Investigação busca interromper fluxo do ouro roubado
Por fim, a nova etapa da operação procura atingir não apenas os autores dos roubos, mas também comerciantes, intermediários e empresas suspeitas de transformar joias furtadas ou roubadas em ouro aparentemente regular. Essa estratégia é considerada importante porque a receptação mantém economicamente ativa toda a cadeia criminosa. Buzeira, por sua vez, já foi investigado em outros procedimentos, incluindo a Operação Narco Bet, relacionada a suspeitas de lavagem de dinheiro ligada ao tráfico internacional de drogas.

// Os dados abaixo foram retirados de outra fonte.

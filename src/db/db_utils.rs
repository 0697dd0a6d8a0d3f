use crate::errors::AppError;
use chrono::{DateTime, FixedOffset, SecondsFormat};
use rusqlite::types::Type;

/// Timestamp → stored TEXT (RFC 3339, seconds precision kept as written).
pub fn ts_to_db(ts: &DateTime<FixedOffset>) -> String {
    ts.to_rfc3339_opts(SecondsFormat::AutoSi, false)
}

/// Stored TEXT → timestamp, reported as a conversion failure on column `idx`.
pub fn ts_from_db(idx: usize, raw: String) -> rusqlite::Result<DateTime<FixedOffset>> {
    DateTime::parse_from_rfc3339(&raw).map_err(|_| {
        rusqlite::Error::FromSqlConversionFailure(
            idx,
            Type::Text,
            Box::new(AppError::InvalidDate(raw.clone())),
        )
    })
}

/// True if a table named `name` exists.
pub fn table_exists(conn: &rusqlite::Connection, name: &str) -> rusqlite::Result<bool> {
    use rusqlite::OptionalExtension;

    let mut stmt = conn.prepare("SELECT name FROM sqlite_master WHERE type='table' AND name=?1")?;
    let exists: Option<String> = stmt.query_row([name], |row| row.get(0)).optional()?;
    Ok(exists.is_some())
}
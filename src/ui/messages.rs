//! Console feedback for CLI commands: coloured, with an icon per level.
//! Errors go to stderr, everything else to stdout.

use std::fmt;

/// ANSI colors
const RESET: &str = "\x1b[0m";
const BOLD: &str = "\x1b[1m";

#[derive(Clone, Copy)]
enum Level {
    Info,
    Success,
    Warning,
    Error,
}

impl Level {
    fn style(self) -> (&'static str, &'static str) {
        match self {
            Level::Info => ("\x1b[34m", "ℹ️"),
            Level::Success => ("\x1b[32m", "✅"),
            Level::Warning => ("\x1b[33m", "⚠️"),
            Level::Error => ("\x1b[31m", "❌"),
        }
    }
}

fn emit<T: fmt::Display>(level: Level, msg: T) {
    let (color, icon) = level.style();
    let line = format!("{color}{BOLD}{icon} {RESET}{msg}");
    match level {
        Level::Error => eprintln!("{line}"),
        _ => println!("{line}"),
    }
}

pub fn info<T: fmt::Display>(msg: T) {
    emit(Level::Info, msg);
}

pub fn success<T: fmt::Display>(msg: T) {
    emit(Level::Success, msg);
}

pub fn warning<T: fmt::Display>(msg: T) {
    emit(Level::Warning, msg);
}

pub fn error<T: fmt::Display>(msg: T) {
    emit(Level::Error, msg);
}

/// Section header
pub fn header<T: fmt::Display>(msg: T) {
    println!("\x1b[34m{BOLD}=== {msg} ==={RESET}\n");
}
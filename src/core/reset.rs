use crate::clock::Clock;
use crate::db::pool::DbPool;
use crate::db::{audit, streaks};
use crate::errors::{AppError, AppResult};
use crate::models::{Action, Streak};

pub struct ResetLogic;

impl ResetLogic {
    /// Move `last_reset` to now and append a `reset` entry with `reason`.
    ///
    /// `last_reset` never moves backwards: if the clock reads earlier than
    /// the stored value (future start date, clock skew) the stored value is
    /// kept and logged again.
    pub fn apply(
        pool: &mut DbPool,
        clock: &impl Clock,
        id: i64,
        reason: &str,
    ) -> AppResult<Streak> {
        pool.write_tx(|tx| {
            let mut streak = streaks::get(tx, id)?;

            let reason = reason.trim();
            if reason.is_empty() {
                return Err(AppError::Validation("a reset requires a non-empty reason".into()));
            }

            let at = clock.now().max(streak.last_reset);
            streaks::update_last_reset(tx, id, at)?;
            audit::append(tx, id, Action::Reset, at, reason)?;

            streak.last_reset = at;
            Ok(streak)
        })
    }
}
use crate::cli::parser::Commands;
use crate::clock::SystemClock;
use crate::config::Config;
use crate::core::del::DeleteLogic;
use crate::core::log::LogLogic;
use crate::db::streaks;
use crate::errors::AppResult;
use crate::ui::messages::{info, success, warning};

use std::io::{self, Write};

/// Ask a yes/no confirmation from the user
fn ask_confirmation(prompt: &str) -> bool {
    warning(prompt);
    print!("Confirm [y/N]: ");
    let _ = io::stdout().flush();

    let mut s = String::new();
    if io::stdin().read_line(&mut s).is_ok() {
        matches!(s.trim().to_lowercase().as_str(), "y" | "yes")
    } else {
        false
    }
}

pub fn handle(cmd: &Commands, cfg: &Config) -> AppResult<()> {
    if let Commands::Del { id, reason, yes } = cmd {
        let mut pool = super::open_db(cfg)?;

        //
        // Confirmation prompt (the streak must exist to be named in it)
        //
        if !*yes {
            let streak = streaks::get(&pool.conn, *id)?;
            let prompt = format!(
                "Delete streak #{} \"{}\"? Its history is kept, the streak is not.",
                streak.id, streak.title
            );
            if !ask_confirmation(&prompt) {
                info("Operation cancelled.");
                return Ok(());
            }
        }

        //
        // Execute deletion
        //
        let deleted = DeleteLogic::apply(&mut pool, &SystemClock, *id, reason.as_deref())?;

        success(format!(
            "Streak #{} \"{}\" has been deleted.",
            deleted.streak.id, deleted.streak.title
        ));

        if cfg.show_log_on_delete {
            println!();
            LogLogic::print_entries(&deleted.log, cfg);
        }
    }

    Ok(())
}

Ele foi solto em agosto de 2026 após permanecer cerca de dez meses preso e continua respondendo às apurações, sem condenação definitiva. A defesa sustenta sua inocência. No caso da Operação Ouro Reverso, caberá à Justiça avaliar as provas e definir a responsabilidade de cada investigado. Enquanto isso, deve ser preservada a presunção de inocência, e a exposição do colar não pode ser tratada, isoladamente, como prova de receptação.